───── Data for review ─────
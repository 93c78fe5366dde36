use std::collections::BTreeMap;
use std::net::{Ipv4Addr, Ipv6Addr};

use serde::{Deserialize, Serialize};

use crate::services::Service;

/// Attribution attached to every resource a provider reports.
#[derive(Debug, Clone, PartialEq, Eq, Serialize, Deserialize)]
pub struct ProviderIdentity {
    /// Fixed provider type name, e.g. `gcp`
    pub provider: String,
    /// Caller-supplied label, may be empty
    pub id: String,
}

impl ProviderIdentity {
    pub fn new(provider: impl Into<String>, id: impl Into<String>) -> Self {
        Self {
            provider: provider.into(),
            id: id.into(),
        }
    }

    /// Start a record for a resource discovered in `scope`.
    pub fn resource(&self, service: Service, scope: &str) -> Resource {
        Resource {
            provider: self.provider.clone(),
            id: self.id.clone(),
            service,
            scope: scope.to_string(),
            public: false,
            name: None,
            dns_name: None,
            public_ipv4: None,
            public_ipv6: None,
            private_ipv4: None,
            private_ipv6: None,
        }
    }
}

/// A single discovered cloud object.
#[derive(Debug, Clone, PartialEq, Eq, Hash, Serialize, Deserialize)]
pub struct Resource {
    pub provider: String,
    pub id: String,
    pub service: Service,
    /// Project the resource was found in
    pub scope: String,
    pub public: bool,
    /// Vendor name of the instance, cluster, bucket or service
    #[serde(default, skip_serializing_if = "Option::is_none")]
    pub name: Option<String>,
    #[serde(default, skip_serializing_if = "Option::is_none")]
    pub dns_name: Option<String>,
    #[serde(default, skip_serializing_if = "Option::is_none")]
    pub public_ipv4: Option<Ipv4Addr>,
    #[serde(default, skip_serializing_if = "Option::is_none")]
    pub public_ipv6: Option<Ipv6Addr>,
    #[serde(default, skip_serializing_if = "Option::is_none")]
    pub private_ipv4: Option<Ipv4Addr>,
    #[serde(default, skip_serializing_if = "Option::is_none")]
    pub private_ipv6: Option<Ipv6Addr>,
}

impl Resource {
    pub fn with_name(mut self, name: impl Into<String>) -> Self {
        self.name = Some(name.into());
        self
    }

    pub fn with_dns_name(mut self, dns_name: impl Into<String>) -> Self {
        self.dns_name = Some(dns_name.into());
        self
    }

    pub fn with_public_ipv4(mut self, ip: Ipv4Addr) -> Self {
        self.public_ipv4 = Some(ip);
        self
    }

    pub fn with_public_ipv6(mut self, ip: Ipv6Addr) -> Self {
        self.public_ipv6 = Some(ip);
        self
    }

    pub fn with_private_ipv4(mut self, ip: Ipv4Addr) -> Self {
        self.private_ipv4 = Some(ip);
        self
    }

    pub fn with_private_ipv6(mut self, ip: Ipv6Addr) -> Self {
        self.private_ipv6 = Some(ip);
        self
    }

    pub fn public(mut self, public: bool) -> Self {
        self.public = public;
        self
    }
}

/// Append-only collection of discovered resources.
///
/// Merging is plain concatenation: no deduplication, no reconciliation.
#[derive(Debug, Clone, Default, PartialEq, Eq, Serialize, Deserialize)]
#[serde(transparent)]
pub struct Resources(Vec<Resource>);

impl Resources {
    pub fn new() -> Self {
        Self::default()
    }

    pub fn push(&mut self, resource: Resource) {
        self.0.push(resource);
    }

    pub fn merge(&mut self, other: Resources) {
        self.0.extend(other.0);
    }

    pub fn len(&self) -> usize {
        self.0.len()
    }

    pub fn is_empty(&self) -> bool {
        self.0.is_empty()
    }

    pub fn iter(&self) -> std::slice::Iter<'_, Resource> {
        self.0.iter()
    }

    pub fn count_by_service(&self) -> BTreeMap<Service, usize> {
        let mut counts = BTreeMap::new();
        for resource in &self.0 {
            *counts.entry(resource.service).or_insert(0) += 1;
        }
        counts
    }
}

impl From<Vec<Resource>> for Resources {
    fn from(resources: Vec<Resource>) -> Self {
        Self(resources)
    }
}

impl FromIterator<Resource> for Resources {
    fn from_iter<T: IntoIterator<Item = Resource>>(iter: T) -> Self {
        Self(iter.into_iter().collect())
    }
}

impl Extend<Resource> for Resources {
    fn extend<T: IntoIterator<Item = Resource>>(&mut self, iter: T) {
        self.0.extend(iter);
    }
}

impl IntoIterator for Resources {
    type Item = Resource;
    type IntoIter = std::vec::IntoIter<Resource>;

    fn into_iter(self) -> Self::IntoIter {
        self.0.into_iter()
    }
}

impl<'a> IntoIterator for &'a Resources {
    type Item = &'a Resource;
    type IntoIter = std::slice::Iter<'a, Resource>;

    fn into_iter(self) -> Self::IntoIter {
        self.0.iter()
    }
}

/// Scopes (projects) the credential can enumerate, in discovery order.
#[derive(Debug, Clone, Default, PartialEq, Eq, Serialize, Deserialize)]
#[serde(transparent)]
pub struct ScopeSet(Vec<String>);

impl ScopeSet {
    pub fn new(scopes: Vec<String>) -> Self {
        Self(scopes)
    }

    pub fn is_empty(&self) -> bool {
        self.0.is_empty()
    }

    pub fn len(&self) -> usize {
        self.0.len()
    }

    pub fn iter(&self) -> impl Iterator<Item = &str> {
        self.0.iter().map(String::as_str)
    }
}

impl<S: Into<String>> FromIterator<S> for ScopeSet {
    fn from_iter<T: IntoIterator<Item = S>>(iter: T) -> Self {
        Self(iter.into_iter().map(Into::into).collect())
    }
}

/// One page of a scope listing.
#[derive(Debug, Clone, Default, PartialEq, Eq)]
pub struct ScopePage {
    pub scopes: Vec<String>,
    /// `None` once the remote side reports no further pages
    pub next_page_token: Option<String>,
}

#[cfg(test)]
mod tests {
    use super::*;

    fn identity() -> ProviderIdentity {
        ProviderIdentity::new("gcp", "main")
    }

    fn record(service: Service, name: &str) -> Resource {
        identity().resource(service, "proj-a").with_dns_name(name)
    }

    fn sorted(resources: &Resources) -> Vec<Resource> {
        let mut items: Vec<Resource> = resources.iter().cloned().collect();
        items.sort_by(|a, b| a.dns_name.cmp(&b.dns_name).then(a.service.cmp(&b.service)));
        items
    }

    #[test]
    fn test_identity_is_stamped_on_resources() {
        let resource = identity().resource(Service::Compute, "proj-b");
        assert_eq!(resource.provider, "gcp");
        assert_eq!(resource.id, "main");
        assert_eq!(resource.scope, "proj-b");
        assert!(!resource.public);
    }

    #[test]
    fn test_merge_keeps_duplicates() {
        let mut a = Resources::from(vec![record(Service::Dns, "a.example.com")]);
        let b = Resources::from(vec![record(Service::Dns, "a.example.com")]);
        a.merge(b);
        assert_eq!(a.len(), 2);
    }

    #[test]
    fn test_merge_is_commutative_and_associative() {
        let a = Resources::from(vec![record(Service::Dns, "a"), record(Service::Dns, "b")]);
        let b = Resources::from(vec![record(Service::Storage, "c")]);
        let c = Resources::from(vec![record(Service::Compute, "d"), record(Service::Dns, "a")]);

        let mut left = Resources::new();
        left.merge(a.clone());
        left.merge(b.clone());
        left.merge(c.clone());

        let mut bc = b.clone();
        bc.merge(c.clone());
        let mut right = c.clone();
        right.merge(a.clone());
        right.merge(b.clone());

        let mut grouped = a.clone();
        grouped.merge(bc);

        assert_eq!(sorted(&left), sorted(&right));
        assert_eq!(sorted(&left), sorted(&grouped));
        assert_eq!(left.len(), 5);
    }

    #[test]
    fn test_count_by_service() {
        let resources: Resources = vec![
            record(Service::Dns, "a"),
            record(Service::Dns, "b"),
            record(Service::CloudRun, "c"),
        ]
        .into_iter()
        .collect();

        let counts = resources.count_by_service();
        assert_eq!(counts.get(&Service::Dns), Some(&2));
        assert_eq!(counts.get(&Service::CloudRun), Some(&1));
        assert_eq!(counts.get(&Service::Compute), None);
    }

    #[test]
    fn test_resource_serialization_skips_missing_addresses() {
        let resource = identity()
            .resource(Service::Compute, "proj-a")
            .with_public_ipv4(Ipv4Addr::new(34, 1, 2, 3))
            .public(true);
        let json = serde_json::to_value(&resource).unwrap();
        assert_eq!(json["service"], "compute");
        assert_eq!(json["public_ipv4"], "34.1.2.3");
        assert!(json.get("dns_name").is_none());
        assert!(json.get("private_ipv4").is_none());
        assert!(json.get("private_ipv6").is_none());
        assert!(json.get("name").is_none());
    }

    #[test]
    fn test_resource_name_and_private_ipv6_are_serialized() {
        let resource = identity()
            .resource(Service::Compute, "proj-a")
            .with_name("web-1")
            .with_private_ipv6("fd20::5".parse().unwrap());
        let json = serde_json::to_value(&resource).unwrap();
        assert_eq!(json["name"], "web-1");
        assert_eq!(json["private_ipv6"], "fd20::5");
        assert!(json.get("public_ipv6").is_none());
    }

    #[test]
    fn test_scope_set_preserves_discovery_order() {
        let scopes: ScopeSet = ["b", "a", "c"].into_iter().collect();
        assert_eq!(scopes.iter().collect::<Vec<_>>(), vec!["b", "a", "c"]);
        assert!(!scopes.is_empty());
        assert!(ScopeSet::default().is_empty());
    }
}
─────
Which of the lines in the data contain the string "ScopeSet"? Return each one.

pub struct ScopeSet(Vec<String>);
impl ScopeSet {
impl<S: Into<String>> FromIterator<S> for ScopeSet {
        let scopes: ScopeSet = ["b", "a", "c"].into_iter().collect();
        assert!(ScopeSet::default().is_empty());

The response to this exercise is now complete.